### PROBLEM TO WORK ON
When you answer, restate the entries below without altering anything.

### EXERCISE DATA
::::::

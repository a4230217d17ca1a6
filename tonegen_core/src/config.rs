use std::fs;
use std::ops::RangeInclusive;
use std::path::Path;

use serde::{Deserialize, Serialize};

use crate::error::ConfigError;
use crate::phase::Interpolation;
use crate::sink::StreamSpec;
use crate::waveform::Waveform;

pub const SAMPLE_RATE: u32 = 44_100;
pub const MIN_FREQUENCY: u32 = 20;
pub const MAX_FREQUENCY: u32 = 20_000;
pub const DEFAULT_FREQUENCY: u32 = 440;
pub const MAX_VOLUME: u32 = 100;
pub const DEFAULT_VOLUME: u32 = 50;

/// Startup configuration for an oscillator engine.
///
/// Every field has a default, so a JSON file only needs the keys it changes.
#[derive(Debug, Clone, PartialEq, Serialize, Deserialize)]
#[serde(default)]
pub struct EngineConfig {
    /// Rate requested from the output. The device may settle on another one.
    pub sample_rate: u32,
    /// Entries per waveform table. `None` uses `sample_rate`.
    pub table_len: Option<usize>,
    pub min_frequency: u32,
    pub max_frequency: u32,
    pub default_frequency: u32,
    pub default_volume: u32,
    pub default_waveform: Waveform,
    /// Frames per block. `None` uses the output's minimum.
    pub buffer_frames: Option<usize>,
    pub interpolation: Interpolation,
    /// Output device name (partial, case-insensitive). `None` uses the default.
    pub device: Option<String>,
}

impl Default for EngineConfig {
    fn default() -> Self {
        Self {
            sample_rate: SAMPLE_RATE,
            table_len: None,
            min_frequency: MIN_FREQUENCY,
            max_frequency: MAX_FREQUENCY,
            default_frequency: DEFAULT_FREQUENCY,
            default_volume: DEFAULT_VOLUME,
            default_waveform: Waveform::Sine,
            buffer_frames: None,
            interpolation: Interpolation::Nearest,
            device: None,
        }
    }
}

impl EngineConfig {
    pub fn from_json_str(json: &str) -> Result<Self, ConfigError> {
        let config: Self = serde_json::from_str(json)?;
        config.validate()?;
        Ok(config)
    }

    pub fn from_json_file(path: impl AsRef<Path>) -> Result<Self, ConfigError> {
        let path = path.as_ref();
        let text = fs::read_to_string(path).map_err(|source| ConfigError::Io {
            path: path.to_path_buf(),
            source,
        })?;
        log::info!("loading config from {}", path.display());
        Self::from_json_str(&text)
    }

    pub fn to_json_string(&self) -> Result<String, ConfigError> {
        Ok(serde_json::to_string_pretty(self)?)
    }

    pub fn validate(&self) -> Result<(), ConfigError> {
        if self.sample_rate == 0 {
            return Err(ConfigError::Invalid("sample_rate must be non-zero".into()));
        }
        if self.table_len == Some(0) {
            return Err(ConfigError::Invalid("table_len must be non-zero".into()));
        }
        if self.buffer_frames == Some(0) {
            return Err(ConfigError::Invalid("buffer_frames must be non-zero".into()));
        }
        if self.min_frequency > self.max_frequency {
            return Err(ConfigError::Invalid(format!(
                "min_frequency {} is above max_frequency {}",
                self.min_frequency, self.max_frequency
            )));
        }
        if !self.frequency_range().contains(&self.default_frequency) {
            return Err(ConfigError::Invalid(format!(
                "default_frequency {} is outside {}..={}",
                self.default_frequency, self.min_frequency, self.max_frequency
            )));
        }
        if self.default_volume > MAX_VOLUME {
            return Err(ConfigError::Invalid(format!(
                "default_volume {} is above {}",
                self.default_volume, MAX_VOLUME
            )));
        }
        Ok(())
    }

    pub fn frequency_range(&self) -> RangeInclusive<u32> {
        self.min_frequency..=self.max_frequency
    }

    pub fn table_len(&self) -> usize {
        self.table_len.unwrap_or(self.sample_rate as usize)
    }

    /// Mono i16 request for the output, before device negotiation.
    pub fn stream_spec(&self) -> StreamSpec {
        StreamSpec {
            sample_rate: self.sample_rate,
            channels: 1,
            buffer_frames: self.buffer_frames,
        }
    }
}

#[cfg(test)]
mod tests {
    use super::*;

    #[test]
    fn test_defaults_match_classic_oscillator() {
        let config = EngineConfig::default();
        assert_eq!(config.table_len(), 44_100);
        assert_eq!(config.frequency_range(), 20..=20_000);
        assert_eq!(config.default_frequency, 440);
        assert_eq!(config.default_volume, 50);
        assert_eq!(config.default_waveform, Waveform::Sine);
        assert!(config.validate().is_ok());
    }

    #[test]
    fn test_partial_json_keeps_defaults() {
        let config = EngineConfig::from_json_str(
            r#"{ "default_waveform": "square", "interpolation": "linear", "buffer_frames": 256 }"#,
        )
        .unwrap();
        assert_eq!(config.default_waveform, Waveform::Square);
        assert_eq!(config.interpolation, Interpolation::Linear);
        assert_eq!(config.stream_spec().buffer_frames, Some(256));
        assert_eq!(config.sample_rate, SAMPLE_RATE);
    }

    #[test]
    fn test_json_round_trip_preserves_config() {
        let config = EngineConfig {
            table_len: Some(8192),
            device: Some("pulse".into()),
            ..EngineConfig::default()
        };
        let json = config.to_json_string().unwrap();
        assert_eq!(EngineConfig::from_json_str(&json).unwrap(), config);
    }

    #[test]
    fn test_invalid_values_are_rejected() {
        assert!(matches!(
            EngineConfig::from_json_str(r#"{ "default_frequency": 5 }"#),
            Err(ConfigError::Invalid(_))
        ));
        assert!(matches!(
            EngineConfig::from_json_str(r#"{ "default_volume": 101 }"#),
            Err(ConfigError::Invalid(_))
        ));
        assert!(matches!(
            EngineConfig::from_json_str(r#"{ "min_frequency": 100, "max_frequency": 50 }"#),
            Err(ConfigError::Invalid(_))
        ));
        assert!(matches!(
            EngineConfig::from_json_str(r#"{ "sample_rate": 0 }"#),
            Err(ConfigError::Invalid(_))
        ));
        assert!(matches!(EngineConfig::from_json_str("not json"), Err(ConfigError::Parse(_))));
    }

    #[test]
    fn test_missing_file_is_io_error() {
        let err = EngineConfig::from_json_file("/nonexistent/tonegen.json").unwrap_err();
        assert!(matches!(err, ConfigError::Io { .. }));
    }
}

::::::

### RESULT OF THE EXERCISE
repository a4230217d17ca1a6
filename tonegen_core/src/config.rs
use std::fs;
use std::ops::RangeInclusive;
use std::path::Path;

use serde::{Deserialize, Serialize};

use crate::error::ConfigError;
use crate::phase::Interpolation;
use crate::sink::StreamSpec;
use crate::waveform::Waveform;

pub const SAMPLE_RATE: u32 = 44_100;
pub const MIN_FREQUENCY: u32 = 20;
pub const MAX_FREQUENCY: u32 = 20_000;
pub const DEFAULT_FREQUENCY: u32 = 440;
pub const MAX_VOLUME: u32 = 100;
pub const DEFAULT_VOLUME: u32 = 50;

/// Startup configuration for an oscillator engine.
///
/// Every field has a default, so a JSON file only needs the keys it changes.
#[derive(Debug, Clone, PartialEq, Serialize, Deserialize)]
#[serde(default)]
pub struct EngineConfig {
    /// Rate requested from the output. The device may settle on another one.
    pub sample_rate: u32,
    /// Entries per waveform table. `None` uses `sample_rate`.
    pub table_len: Option<usize>,
    pub min_frequency: u32,
    pub max_frequency: u32,
    pub default_frequency: u32,
    pub default_volume: u32,
    pub default_waveform: Waveform,
    /// Frames per block. `None` uses the output's minimum.
    pub buffer_frames: Option<usize>,
    pub interpolation: Interpolation,
    /// Output device name (partial, case-insensitive). `None` uses the default.
    pub device: Option<String>,
}

impl Default for EngineConfig {
    fn default() -> Self {
        Self {
            sample_rate: SAMPLE_RATE,
            table_len: None,
            min_frequency: MIN_FREQUENCY,
            max_frequency: MAX_FREQUENCY,
            default_frequency: DEFAULT_FREQUENCY,
            default_volume: DEFAULT_VOLUME,
            default_waveform: Waveform::Sine,
            buffer_frames: None,
            interpolation: Interpolation::Nearest,
            device: None,
        }
    }
}

impl EngineConfig {
    pub fn from_json_str(json: &str) -> Result<Self, ConfigError> {
        let config: Self = serde_json::from_str(json)?;
        config.validate()?;
        Ok(config)
    }

    pub fn from_json_file(path: impl AsRef<Path>) -> Result<Self, ConfigError> {
        let path = path.as_ref();
        let text = fs::read_to_string(path).map_err(|source| ConfigError::Io {
            path: path.to_path_buf(),
            source,
        })?;
        log::info!("loading config from {}", path.display());
        Self::from_json_str(&text)
    }

    pub fn to_json_string(&self) -> Result<String, ConfigError> {
        Ok(serde_json::to_string_pretty(self)?)
    }

    pub fn validate(&self) -> Result<(), ConfigError> {
        if self.sample_rate == 0 {
            return Err(ConfigError::Invalid("sample_rate must be non-zero".into()));
        }
        if self.table_len == Some(0) {
            return Err(ConfigError::Invalid("table_len must be non-zero".into()));
        }
        if self.buffer_frames == Some(0) {
            return Err(ConfigError::Invalid("buffer_frames must be non-zero".into()));
        }
        if self.min_frequency > self.max_frequency {
            return Err(ConfigError::Invalid(format!(
                "min_frequency {} is above max_frequency {}",
                self.min_frequency, self.max_frequency
            )));
        }
        if !self.frequency_range().contains(&self.default_frequency) {
            return Err(ConfigError::Invalid(format!(
                "default_frequency {} is outside {}..={}",
                self.default_frequency, self.min_frequency, self.max_frequency
            )));
        }
        if self.default_volume > MAX_VOLUME {
            return Err(ConfigError::Invalid(format!(
                "default_volume {} is above {}",
                self.default_volume, MAX_VOLUME
            )));
        }
        Ok(())
    }

    pub fn frequency_range(&self) -> RangeInclusive<u32> {
        self.min_frequency..=self.max_frequency
    }

    pub fn table_len(&self) -> usize {
        self.table_len.unwrap_or(self.sample_rate as usize)
    }

    /// Mono i16 request for the output, before device negotiation.
    pub fn stream_spec(&self) -> StreamSpec {
        StreamSpec {
            sample_rate: self.sample_rate,
            channels: 1,
            buffer_frames: self.buffer_frames,
        }
    }
}

#[cfg(test)]
mod tests {
    use super::*;

    #[test]
    fn test_defaults_match_classic_oscillator() {
        let config = EngineConfig::default();
        assert_eq!(config.table_len(), 44_100);
        assert_eq!(config.frequency_range(), 20..=20_000);
        assert_eq!(config.default_frequency, 440);
        assert_eq!(config.default_volume, 50);
        assert_eq!(config.default_waveform, Waveform::Sine);
        assert!(config.validate().is_ok());
    }

    #[test]
    fn test_partial_json_keeps_defaults() {
        let config = EngineConfig::from_json_str(
            r#"{ "default_waveform": "square", "interpolation": "linear", "buffer_frames": 256 }"#,
        )
        .unwrap();
        assert_eq!(config.default_waveform, Waveform::Square);
        assert_eq!(config.interpolation, Interpolation::Linear);
        assert_eq!(config.stream_spec().buffer_frames, Some(256));
        assert_eq!(config.sample_rate, SAMPLE_RATE);
    }

    #[test]
    fn test_json_round_trip_preserves_config() {
        let config = EngineConfig {
            table_len: Some(8192),
            device: Some("pulse".into()),
            ..EngineConfig::default()
        };
        let json = config.to_json_string().unwrap();
        assert_eq!(EngineConfig::from_json_str(&json).unwrap(), config);
    }

    #[test]
    fn test_invalid_values_are_rejected() {
        assert!(matches!(
            EngineConfig::from_json_str(r#"{ "default_frequency": 5 }"#),
            Err(ConfigError::Invalid(_))
        ));
        assert!(matches!(
            EngineConfig::from_json_str(r#"{ "default_volume": 101 }"#),
            Err(ConfigError::Invalid(_))
        ));
        assert!(matches!(
            EngineConfig::from_json_str(r#"{ "min_frequency": 100, "max_frequency": 50 }"#),
            Err(ConfigError::Invalid(_))
        ));
        assert!(matches!(
            EngineConfig::from_json_str(r#"{ "sample_rate": 0 }"#),
            Err(ConfigError::Invalid(_))
        ));
        assert!(matches!(EngineConfig::from_json_str("not json"), Err(ConfigError::Parse(_))));
    }

    #[test]
    fn test_missing_file_is_io_error() {
        let err = EngineConfig::from_json_file("/nonexistent/tonegen.json").unwrap_err();
        assert!(matches!(err, ConfigError::Io { .. }));
    }
}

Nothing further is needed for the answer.